Three Breathing Tools
Stress is one of the most common challenges adults face. Deadlines, responsibilities, and constant demands can leave us feeling tense, drained, and overwhelmed. The good news? One of the simplest and most effective tools for managing stress is always with us: our breath.
Participants will learn how to:
Slow down racing thoughts through deep belly breathing.
Recharge energy and clarity with rhythmic breathing.
Use short grounding breaths to stay calm during stressful moments.
By practicing these tools, adults can build resilience, improve health, and bring more balance into both their professional and personal lives.

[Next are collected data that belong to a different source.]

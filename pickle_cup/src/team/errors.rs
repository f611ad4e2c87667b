//! Team error types.

use thiserror::Error;

use super::models::TeamId;
use crate::bracket::BracketError;
use crate::db::StoreError;

/// Team errors
#[derive(Debug, Error)]
pub enum TeamError {
    /// Request field missing or malformed
    #[error("Invalid team: {0}")]
    Validation(String),

    /// Caller has no player profile to put on a team
    #[error("A player profile is required to create a team")]
    ProfileRequired,

    /// No player has the partner username
    #[error("Partner not found: {0}")]
    PartnerNotFound(String),

    /// Partner username belongs to the caller
    #[error("You can't invite yourself to a team.")]
    SelfPartner,

    /// Team not found
    #[error("Team not found: {0}")]
    TeamNotFound(TeamId),

    /// Bracket preview rejected
    #[error(transparent)]
    Bracket(#[from] BracketError),

    /// Store error
    #[error("Store error: {0}")]
    Store(#[from] StoreError),
}

impl TeamError {
    /// Get a client-safe error message
    pub fn client_message(&self) -> String {
        match self {
            TeamError::Store(e) => e.client_message(),
            TeamError::Bracket(e) => e.client_message(),
            _ => self.to_string(),
        }
    }
}

/// Result type for team operations
pub type TeamResult<T> = Result<T, TeamError>;
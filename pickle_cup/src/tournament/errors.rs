//! Tournament error types.

use thiserror::Error;

use super::models::TournamentId;
use crate::bracket::BracketError;
use crate::db::StoreError;
use crate::team::TeamError;

/// Tournament errors
#[derive(Debug, Error)]
pub enum TournamentError {
    /// Name blank or too long
    #[error("Invalid tournament name: {0}")]
    InvalidName(String),

    /// Tournament not found
    #[error("Tournament not found: {0}")]
    NotFound(TournamentId),

    /// Only the creator may change the tournament
    #[error("Only the tournament creator can do that")]
    NotCreator,

    /// Round-1 matches already exist
    #[error("Bracket already generated for this tournament")]
    BracketExists,

    /// Team lookup failed
    #[error(transparent)]
    Team(#[from] TeamError),

    /// Selection rejected or match batch failed
    #[error(transparent)]
    Bracket(#[from] BracketError),

    /// A write after the tournament row failed; `rolled_back` tells whether
    /// the compensating delete succeeded
    #[error("Tournament creation aborted (rolled back: {rolled_back}): {source}")]
    CreationAborted {
        rolled_back: bool,
        source: Box<TournamentError>,
    },

    /// Store error
    #[error("Store error: {0}")]
    Store(#[from] StoreError),
}

impl TournamentError {
    /// Innermost error, looking through `CreationAborted`
    pub fn root(&self) -> &TournamentError {
        match self {
            TournamentError::CreationAborted { source, .. } => source.root(),
            other => other,
        }
    }

    /// Get a client-safe error message
    pub fn client_message(&self) -> String {
        match self {
            TournamentError::Team(e) => e.client_message(),
            TournamentError::Bracket(e) => e.client_message(),
            TournamentError::Store(e) => e.client_message(),
            TournamentError::CreationAborted { source, .. } => source.client_message(),
            _ => self.to_string(),
        }
    }
}

/// Result type for tournament operations
pub type TournamentResult<T> = Result<T, TournamentError>;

Why Breathing Tools Matter
Direct effect on stress: Controlled breathing has been shown to lower cortisol (the body’s stress hormone) and calm the nervous system (Ma et al., 2017).

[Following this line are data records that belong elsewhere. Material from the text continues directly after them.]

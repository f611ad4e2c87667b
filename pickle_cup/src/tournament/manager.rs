//! Tournament manager implementation.

use std::collections::HashMap;
use std::sync::Arc;
use std::time::Duration;

use super::{
    errors::{TournamentError, TournamentResult},
    models::{
        BracketView, CreatedTournament, MAX_NAME_LEN, NewTournament, Tournament, TournamentId,
    },
};
use crate::auth::UserId;
use crate::bracket::{Matchup, build_first_round, commit_round, validate_selection};
use crate::db::timeouts::DEFAULT_BATCH_TIMEOUT;
use crate::db::{
    DEFAULT_QUERY_TIMEOUT, MatchRepository, StoreError, TeamRepository, TournamentRepository,
    with_timeout,
};
use crate::matches::{FIRST_ROUND, Match, MatchSummary};
use crate::team::manager::resolve_team_refs;
use crate::team::{TeamId, TeamRef};

/// Tournament manager
#[derive(Clone)]
pub struct TournamentManager {
    tournaments: Arc<dyn TournamentRepository>,
    matches: Arc<dyn MatchRepository>,
    teams: Arc<dyn TeamRepository>,
    timeout: Duration,
    batch_timeout: Duration,
}

impl TournamentManager {
    /// Create a new tournament manager
    pub fn new(
        tournaments: Arc<dyn TournamentRepository>,
        matches: Arc<dyn MatchRepository>,
        teams: Arc<dyn TeamRepository>,
    ) -> Self {
        Self {
            tournaments,
            matches,
            teams,
            timeout: DEFAULT_QUERY_TIMEOUT,
            batch_timeout: DEFAULT_BATCH_TIMEOUT,
        }
    }

    /// Timeout for single queries; batch writes get twice as long
    pub fn with_timeout(mut self, timeout: Duration) -> Self {
        self.timeout = timeout;
        self.batch_timeout = timeout.saturating_mul(2);
        self
    }

    fn validate_name(name: &str) -> TournamentResult<String> {
        let name = name.trim();
        if name.is_empty() {
            return Err(TournamentError::InvalidName(
                "tournament name is required".to_string(),
            ));
        }
        if name.chars().count() > MAX_NAME_LEN {
            return Err(TournamentError::InvalidName(format!(
                "must be at most {MAX_NAME_LEN} characters"
            )));
        }
        Ok(name.to_string())
    }

    /// Validate and pair a team selection without writing anything
    async fn plan_first_round(&self, team_ids: &[TeamId]) -> TournamentResult<Vec<Matchup>> {
        validate_selection(team_ids)?;
        let teams = resolve_team_refs(self.teams.as_ref(), team_ids, self.timeout).await?;
        Ok(build_first_round(&teams)?)
    }

    /// Record participants and persist the first round
    async fn seed_first_round(
        &self,
        tournament_id: TournamentId,
        team_ids: &[TeamId],
        matchups: &[Matchup],
    ) -> TournamentResult<usize> {
        with_timeout(
            self.timeout,
            self.tournaments.add_participants(tournament_id, team_ids),
        )
        .await?;
        Ok(commit_round(
            self.matches.as_ref(),
            tournament_id,
            matchups,
            self.batch_timeout,
        )
        .await?)
    }

    /// Create a tournament with no teams yet
    ///
    /// # Errors
    ///
    /// * `TournamentError::InvalidName` - Name blank or longer than 100 characters
    pub async fn create_tournament(
        &self,
        creator_id: UserId,
        request: NewTournament,
    ) -> TournamentResult<Tournament> {
        let request = NewTournament {
            name: Self::validate_name(&request.name)?,
            ..request
        };

        let tournament = with_timeout(
            self.timeout,
            self.tournaments.create_tournament(creator_id, &request),
        )
        .await?;
        log::info!(
            "Tournament '{}' ({}) created by {}",
            tournament.name,
            tournament.id,
            creator_id
        );
        Ok(tournament)
    }

    /// Create a tournament and its first round from the selected teams
    ///
    /// The selection is validated and paired before anything is written. If a
    /// write fails after the tournament row exists, the tournament is deleted
    /// again (cascading to participants and matches).
    ///
    /// # Errors
    ///
    /// * `TournamentError::Bracket` - Selection rejected, nothing written
    /// * `TournamentError::Team` - Unknown team id, nothing written
    /// * `TournamentError::CreationAborted` - A later write failed
    pub async fn create_with_bracket(
        &self,
        creator_id: UserId,
        request: NewTournament,
        team_ids: &[TeamId],
    ) -> TournamentResult<CreatedTournament> {
        Self::validate_name(&request.name)?;
        let matchups = self.plan_first_round(team_ids).await?;
        let tournament = self.create_tournament(creator_id, request).await?;

        match self
            .seed_first_round(tournament.id, team_ids, &matchups)
            .await
        {
            Ok(matches_created) => Ok(CreatedTournament {
                tournament,
                matches_created,
            }),
            Err(e) => {
                log::warn!(
                    "Seeding tournament {} failed, deleting it: {}",
                    tournament.id,
                    e
                );
                let rolled_back = match with_timeout(
                    self.timeout,
                    self.tournaments.delete_tournament(tournament.id),
                )
                .await
                {
                    Ok(deleted) => deleted,
                    Err(cleanup) => {
                        log::error!(
                            "Could not delete partially created tournament {}: {}",
                            tournament.id,
                            cleanup
                        );
                        false
                    }
                };
                Err(TournamentError::CreationAborted {
                    rolled_back,
                    source: Box::new(e),
                })
            }
        }
    }

    /// Generate round 1 for an existing tournament
    ///
    /// The existing-matches check and the insert are not serialized; two
    /// concurrent calls can both pass the check.
    ///
    /// # Errors
    ///
    /// * `TournamentError::NotFound` - No such tournament
    /// * `TournamentError::NotCreator` - Requester did not create it
    /// * `TournamentError::BracketExists` - Round 1 already has matches
    pub async fn generate_bracket(
        &self,
        requester: UserId,
        tournament_id: TournamentId,
        team_ids: &[TeamId],
    ) -> TournamentResult<usize> {
        let tournament = self.get_tournament(tournament_id).await?;
        if tournament.creator_id != requester {
            return Err(TournamentError::NotCreator);
        }

        let existing = with_timeout(
            self.timeout,
            self.matches
                .matches_for_tournament(tournament_id, Some(FIRST_ROUND)),
        )
        .await?;
        if !existing.is_empty() {
            return Err(TournamentError::BracketExists);
        }

        let matchups = self.plan_first_round(team_ids).await?;
        self.seed_first_round(tournament_id, team_ids, &matchups)
            .await
    }

    /// Get a tournament by ID
    pub async fn get_tournament(&self, tournament_id: TournamentId) -> TournamentResult<Tournament> {
        with_timeout(self.timeout, self.tournaments.find_tournament(tournament_id))
            .await?
            .ok_or(TournamentError::NotFound(tournament_id))
    }

    /// All tournaments, newest first
    pub async fn list_tournaments(&self) -> TournamentResult<Vec<Tournament>> {
        Ok(with_timeout(self.timeout, self.tournaments.list_tournaments()).await?)
    }

    /// Tournament with its first-round matches in bracket order
    pub async fn get_bracket(&self, tournament_id: TournamentId) -> TournamentResult<BracketView> {
        let tournament = self.get_tournament(tournament_id).await?;
        let round = with_timeout(
            self.timeout,
            self.matches
                .matches_for_tournament(tournament_id, Some(FIRST_ROUND)),
        )
        .await?;

        let team_ids = distinct_teams(&round);
        let teams = with_timeout(self.timeout, self.teams.find_teams(&team_ids)).await?;
        let names: HashMap<TeamId, TeamRef> =
            teams.iter().map(|t| (t.id, TeamRef::from(t))).collect();

        let matches = round
            .into_iter()
            .map(|m| summarize(m, &names))
            .collect::<Result<Vec<_>, StoreError>>()?;

        Ok(BracketView {
            tournament,
            matches,
        })
    }
}

/// Every team playing in `round`, each listed once
fn distinct_teams(round: &[Match]) -> Vec<TeamId> {
    let mut team_ids: Vec<TeamId> = round
        .iter()
        .flat_map(|m| [m.team1_id, m.team2_id])
        .collect();
    team_ids.sort_unstable();
    team_ids.dedup();
    team_ids
}

fn summarize(m: Match, names: &HashMap<TeamId, TeamRef>) -> Result<MatchSummary, StoreError> {
    let lookup = |id: TeamId| {
        names
            .get(&id)
            .cloned()
            .ok_or_else(|| StoreError::Malformed(format!("match {} references missing team {id}", m.id)))
    };
    Ok(MatchSummary {
        id: m.id,
        tournament_id: m.tournament_id,
        round_number: m.round_number,
        position: m.position,
        scheduled_at: m.scheduled_at,
        team1: lookup(m.team1_id)?,
        team2: lookup(m.team2_id)?,
        winner_team_id: m.winner_team_id,
        created_at: m.created_at,
    })
}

Improves focus & performance: Deep breathing helps adults in high-pressure jobs improve concentration, decision-making, and emotional balance (Jerath et al., 2015).
Supports physical health: Regular breathing exercises can reduce blood pressure, improve heart rate variability, and support overall cardiovascular health (Brown & Gerbarg, 2005).
Quick & practical: Unlike some stress-management strategies, breathing tools can be practiced anywhere — at a desk, in a meeting, or during a short break — making them easy to use in daily work life.